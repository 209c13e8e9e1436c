//! `requestAnimationFrame` loop with explicit cancellation.

use std::cell::{Cell, RefCell};
use std::rc::Rc;

use wasm_bindgen::prelude::*;
use wasm_bindgen::JsCast;

type FrameCallback = Closure<dyn FnMut(f64)>;

/// Calls `on_frame` once per display refresh until it returns `false` or the
/// loop is stopped. Dropping the loop stops it.
pub struct FrameLoop {
    /// The closure re-requests itself through this slot. Taking it out breaks
    /// the `Rc` cycle and frees the closure.
    callback: Rc<RefCell<Option<FrameCallback>>>,
    request_id: Rc<Cell<Option<i32>>>,
}

fn window() -> Result<web_sys::Window, JsValue> {
    web_sys::window().ok_or_else(|| JsValue::from_str("no global `window`"))
}

fn request_frame(callback: &FrameCallback) -> Result<i32, JsValue> {
    window()?.request_animation_frame(callback.as_ref().unchecked_ref())
}

impl FrameLoop {
    pub fn start(mut on_frame: impl FnMut() -> bool + 'static) -> Result<Self, JsValue> {
        let callback: Rc<RefCell<Option<FrameCallback>>> = Rc::new(RefCell::new(None));
        let request_id = Rc::new(Cell::new(None));

        let next = Rc::clone(&callback);
        let id = Rc::clone(&request_id);
        *callback.borrow_mut() = Some(Closure::new(move |_timestamp: f64| {
            id.set(None);
            if !on_frame() {
                return;
            }
            if let Some(cb) = next.borrow().as_ref() {
                match request_frame(cb) {
                    Ok(handle) => id.set(Some(handle)),
                    Err(err) => log::error!("sakura: requestAnimationFrame failed: {:?}", err),
                }
            }
        }));

        if let Some(cb) = callback.borrow().as_ref() {
            request_id.set(Some(request_frame(cb)?));
        }

        Ok(Self { callback, request_id })
    }

    /// True while a frame is pending.
    pub fn is_active(&self) -> bool {
        self.request_id.get().is_some()
    }

    /// Cancel the pending frame and release the callback.
    pub fn stop(&mut self) {
        if let Some(handle) = self.request_id.take() {
            if let Ok(win) = window() {
                if let Err(err) = win.cancel_animation_frame(handle) {
                    log::warn!("sakura: cancelAnimationFrame failed: {:?}", err);
                }
            }
        }
        self.callback.borrow_mut().take();
    }
}

impl Drop for FrameLoop {
    fn drop(&mut self) {
        self.stop();
    }
}
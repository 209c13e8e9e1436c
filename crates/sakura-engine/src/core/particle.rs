//! A single falling petal.

use glam::Vec2;

use crate::api::surface::Viewport;
use crate::renderer::instance::PetalInstance;

/// Kinematic state of one petal. Positions in px, speeds in px/tick,
/// angles in degrees, swing in radians.
#[derive(Debug, Clone, PartialEq)]
pub struct Particle {
    pub pos: Vec2,
    pub velocity: Vec2,
    pub size: f32,
    pub opacity: f32,
    pub rotation: f32,
    pub rotation_speed: f32,
    pub swing_phase: f32,
    pub swing_speed: f32,
}

impl Particle {
    /// A still petal at `pos`. Mostly useful for placing petals by hand.
    pub fn new(pos: Vec2, size: f32) -> Self {
        Particle {
            pos,
            velocity: Vec2::ZERO,
            size,
            opacity: 1.0,
            rotation: 0.0,
            rotation_speed: 0.0,
            swing_phase: 0.0,
            swing_speed: 0.0,
        }
    }

    pub fn with_velocity(mut self, velocity: Vec2) -> Self {
        self.velocity = velocity;
        self
    }

    pub fn with_rotation(mut self, rotation: f32, rotation_speed: f32) -> Self {
        self.rotation = rotation;
        self.rotation_speed = rotation_speed;
        self
    }

    pub fn with_swing(mut self, phase: f32, speed: f32) -> Self {
        self.swing_phase = phase;
        self.swing_speed = speed;
        self
    }

    /// Horizontal swing offset for the current phase. |offset| <= amplitude.
    pub fn swing_offset(&self, amplitude: f32) -> f32 {
        self.swing_phase.sin() * amplitude
    }

    /// Advance one tick. Returns the swing offset that was applied.
    pub fn tick(&mut self, amplitude: f32) -> f32 {
        self.swing_phase += self.swing_speed;
        let swing = self.swing_offset(amplitude);
        self.pos.x += self.velocity.x + swing;
        self.pos.y += self.velocity.y;
        self.rotation += self.rotation_speed;
        swing
    }

    /// True when the petal has left the viewport by more than
    /// `margin_factor × size` below, left or right. Petals above the top
    /// edge are still falling in.
    pub fn is_outside(&self, viewport: Viewport, margin_factor: f32) -> bool {
        let margin = self.size * margin_factor;
        self.pos.y > viewport.height + margin
            || self.pos.x < -margin
            || self.pos.x > viewport.width + margin
    }

    pub fn to_instance(&self, aspect: f32) -> PetalInstance {
        PetalInstance {
            x: self.pos.x,
            y: self.pos.y,
            width: self.size,
            height: self.size * aspect,
            rotation: self.rotation,
            opacity: self.opacity,
        }
    }
}
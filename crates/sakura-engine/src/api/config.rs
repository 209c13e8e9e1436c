//! Field tuning, loadable from JSON.

use serde::{Deserialize, Serialize};

/// Smallest fall speed a petal may have. Petals must always move down.
pub const MIN_FALL_SPEED: f32 = 0.01;

/// Smallest swing speed a petal may have. The swing always advances.
pub const MIN_SWING_SPEED: f32 = 0.001;

/// Upper bound on the petal count accepted from a config.
pub const MAX_COUNT: usize = 10_000;

/// Tuning for a petal field. Every range is `(min, max)`, sampled half-open.
/// Loaded from JSON at runtime; missing fields keep their defaults.
#[derive(Debug, Clone, PartialEq, Serialize, Deserialize)]
#[serde(default)]
pub struct FieldConfig {
    /// Number of petals kept alive (default: 60).
    pub count: usize,
    /// RNG seed. Chosen by the host, never read from JSON.
    #[serde(skip)]
    pub seed: u64,
    /// Petal size in px (default: 5..15).
    pub size_range: (f32, f32),
    /// Spawn height in px, above the viewport (default: -100..-20).
    pub spawn_y_range: (f32, f32),
    /// Petal opacity (default: 0.4..0.9).
    pub opacity_range: (f32, f32),
    /// Horizontal speed before size scaling, px/tick.
    pub drift_range: (f32, f32),
    /// Fall speed before size scaling, px/tick. Always positive.
    pub fall_range: (f32, f32),
    /// Speed multiplier `(base, per_px)`: `base + size * per_px`.
    /// Larger petals fall and drift faster.
    pub size_scale: (f32, f32),
    /// Rotation speed in degrees/tick, signed.
    pub spin_range: (f32, f32),
    /// Swing phase advance in radians/tick.
    pub swing_speed_range: (f32, f32),
    /// Peak horizontal swing offset in px.
    pub swing_amplitude: f32,
    /// Exit margin during a tick, in multiples of petal size.
    pub exit_margin: f32,
    /// Exit margin applied after a viewport change, in multiples of petal size.
    pub resize_margin: f32,
    /// Petal height / width.
    pub aspect: f32,
}

impl Default for FieldConfig {
    fn default() -> Self {
        Self {
            count: 60,
            seed: 42,
            size_range: (5.0, 15.0),
            spawn_y_range: (-100.0, -20.0),
            opacity_range: (0.4, 0.9),
            drift_range: (-0.6, 0.6),
            fall_range: (0.8, 2.0),
            size_scale: (0.8, 1.0 / 20.0),
            spin_range: (-0.3, 0.3),
            swing_speed_range: (0.01, 0.04),
            swing_amplitude: 0.8,
            exit_margin: 2.0,
            resize_margin: 1.0,
            aspect: 0.9,
        }
    }
}

fn ordered((a, b): (f32, f32)) -> (f32, f32) {
    if a <= b { (a, b) } else { (b, a) }
}

impl FieldConfig {
    pub fn new() -> Self {
        Self::default()
    }

    /// Parse a config from a JSON string.
    pub fn from_json(json: &str) -> Result<Self, serde_json::Error> {
        serde_json::from_str(json)
    }

    /// Repair values that would make the field misbehave.
    /// Swapped ranges are reordered, magnitudes made non-negative,
    /// fall and swing speeds forced above zero, and the count capped.
    pub fn normalized(mut self) -> Self {
        self.size_range = ordered(self.size_range);
        self.size_range.0 = self.size_range.0.max(0.0);
        self.size_range.1 = self.size_range.1.max(0.0);
        self.spawn_y_range = ordered(self.spawn_y_range);
        self.opacity_range = ordered(self.opacity_range);
        self.opacity_range.0 = self.opacity_range.0.clamp(0.0, 1.0);
        self.opacity_range.1 = self.opacity_range.1.clamp(0.0, 1.0);
        self.drift_range = ordered(self.drift_range);
        self.fall_range = ordered(self.fall_range);
        self.fall_range.0 = self.fall_range.0.max(MIN_FALL_SPEED);
        self.fall_range.1 = self.fall_range.1.max(self.fall_range.0);
        self.size_scale.0 = self.size_scale.0.max(0.0);
        self.size_scale.1 = self.size_scale.1.max(0.0);
        self.spin_range = ordered(self.spin_range);
        self.swing_speed_range = ordered(self.swing_speed_range);
        self.swing_speed_range.0 = self.swing_speed_range.0.max(MIN_SWING_SPEED);
        self.swing_speed_range.1 = self.swing_speed_range.1.max(self.swing_speed_range.0);
        self.count = self.count.min(MAX_COUNT);
        self.swing_amplitude = self.swing_amplitude.abs();
        self.exit_margin = self.exit_margin.abs();
        self.resize_margin = self.resize_margin.abs();
        self.aspect = self.aspect.abs();
        self
    }

    /// Speed multiplier for a petal of the given size.
    pub fn speed_factor(&self, size: f32) -> f32 {
        self.size_scale.0 + size * self.size_scale.1
    }

    // -- Builder pattern --

    pub fn with_count(mut self, count: usize) -> Self {
        self.count = count;
        self
    }

    pub fn with_seed(mut self, seed: u64) -> Self {
        self.seed = seed;
        self
    }

    pub fn with_size_range(mut self, min: f32, max: f32) -> Self {
        self.size_range = (min, max);
        self
    }

    pub fn with_drift_range(mut self, min: f32, max: f32) -> Self {
        self.drift_range = (min, max);
        self
    }

    pub fn with_fall_range(mut self, min: f32, max: f32) -> Self {
        self.fall_range = (min, max);
        self
    }

    pub fn with_spin_range(mut self, min: f32, max: f32) -> Self {
        self.spin_range = (min, max);
        self
    }

    pub fn with_swing_amplitude(mut self, amplitude: f32) -> Self {
        self.swing_amplitude = amplitude;
        self
    }
}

* [Task to complete]: The lines to retype run from the start of the entries through the line containing "once per display"; reproduce them exactly and add nothing.

* [Result below]:
repository 209c13e8e9e1436c
//! `requestAnimationFrame` loop with explicit cancellation.

use std::cell::{Cell, RefCell};
use std::rc::Rc;

use wasm_bindgen::prelude::*;
use wasm_bindgen::JsCast;

type FrameCallback = Closure<dyn FnMut(f64)>;

/// Calls `on_frame` once per display refresh until it returns `false` or the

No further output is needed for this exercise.